> [Excerpted data]
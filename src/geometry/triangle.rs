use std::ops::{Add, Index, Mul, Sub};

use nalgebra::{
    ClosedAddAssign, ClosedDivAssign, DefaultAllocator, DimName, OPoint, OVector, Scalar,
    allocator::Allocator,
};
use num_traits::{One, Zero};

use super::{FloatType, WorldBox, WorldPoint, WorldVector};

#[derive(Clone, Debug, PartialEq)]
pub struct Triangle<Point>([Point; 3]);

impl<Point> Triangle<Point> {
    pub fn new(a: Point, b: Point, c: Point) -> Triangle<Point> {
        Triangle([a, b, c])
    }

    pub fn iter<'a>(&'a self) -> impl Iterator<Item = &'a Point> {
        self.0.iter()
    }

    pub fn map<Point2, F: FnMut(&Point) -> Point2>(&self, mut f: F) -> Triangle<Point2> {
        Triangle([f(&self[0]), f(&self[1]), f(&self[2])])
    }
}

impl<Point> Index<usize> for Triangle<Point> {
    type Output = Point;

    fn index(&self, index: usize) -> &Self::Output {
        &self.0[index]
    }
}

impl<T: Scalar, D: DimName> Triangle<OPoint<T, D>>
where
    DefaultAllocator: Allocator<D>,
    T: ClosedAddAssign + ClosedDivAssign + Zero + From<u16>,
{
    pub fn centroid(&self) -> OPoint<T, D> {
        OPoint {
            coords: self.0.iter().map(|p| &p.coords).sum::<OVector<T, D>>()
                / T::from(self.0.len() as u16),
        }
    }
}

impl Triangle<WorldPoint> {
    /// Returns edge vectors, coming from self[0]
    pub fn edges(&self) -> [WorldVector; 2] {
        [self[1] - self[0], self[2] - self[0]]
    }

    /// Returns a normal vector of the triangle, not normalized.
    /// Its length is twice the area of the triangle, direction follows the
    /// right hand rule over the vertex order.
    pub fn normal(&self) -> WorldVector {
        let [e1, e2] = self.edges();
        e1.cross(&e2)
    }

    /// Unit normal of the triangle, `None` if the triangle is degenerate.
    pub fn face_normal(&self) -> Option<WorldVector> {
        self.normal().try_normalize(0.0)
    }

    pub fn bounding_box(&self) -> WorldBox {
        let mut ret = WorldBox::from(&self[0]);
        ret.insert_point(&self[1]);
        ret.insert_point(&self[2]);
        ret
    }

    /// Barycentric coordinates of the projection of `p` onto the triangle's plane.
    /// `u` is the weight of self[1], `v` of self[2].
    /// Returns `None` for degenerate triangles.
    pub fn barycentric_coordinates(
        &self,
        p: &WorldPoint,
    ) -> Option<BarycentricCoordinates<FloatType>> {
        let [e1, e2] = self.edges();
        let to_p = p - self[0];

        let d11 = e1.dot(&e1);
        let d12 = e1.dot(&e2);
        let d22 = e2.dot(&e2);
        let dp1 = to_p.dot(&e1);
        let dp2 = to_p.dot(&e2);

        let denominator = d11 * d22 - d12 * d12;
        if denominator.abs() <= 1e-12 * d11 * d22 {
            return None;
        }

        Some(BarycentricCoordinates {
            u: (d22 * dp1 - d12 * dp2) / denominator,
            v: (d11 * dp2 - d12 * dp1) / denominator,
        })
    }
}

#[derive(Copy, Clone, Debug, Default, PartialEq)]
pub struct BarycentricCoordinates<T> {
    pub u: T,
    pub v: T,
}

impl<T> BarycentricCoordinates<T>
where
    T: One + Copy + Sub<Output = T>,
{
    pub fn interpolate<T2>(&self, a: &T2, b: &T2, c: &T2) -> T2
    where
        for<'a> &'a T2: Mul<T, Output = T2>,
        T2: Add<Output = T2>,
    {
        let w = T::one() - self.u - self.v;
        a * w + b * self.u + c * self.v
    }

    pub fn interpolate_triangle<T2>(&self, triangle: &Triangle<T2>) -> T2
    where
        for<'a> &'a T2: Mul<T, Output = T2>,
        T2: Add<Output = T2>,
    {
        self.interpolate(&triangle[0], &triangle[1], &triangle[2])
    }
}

> [Try it] Show each line of the material above where "denominator" occurs.

> [Response]
        let denominator = d11 * d22 - d12 * d12;
        if denominator.abs() <= 1e-12 * d11 * d22 {
            u: (d22 * dp1 - d12 * dp2) / denominator,
            v: (d11 * dp2 - d12 * dp1) / denominator,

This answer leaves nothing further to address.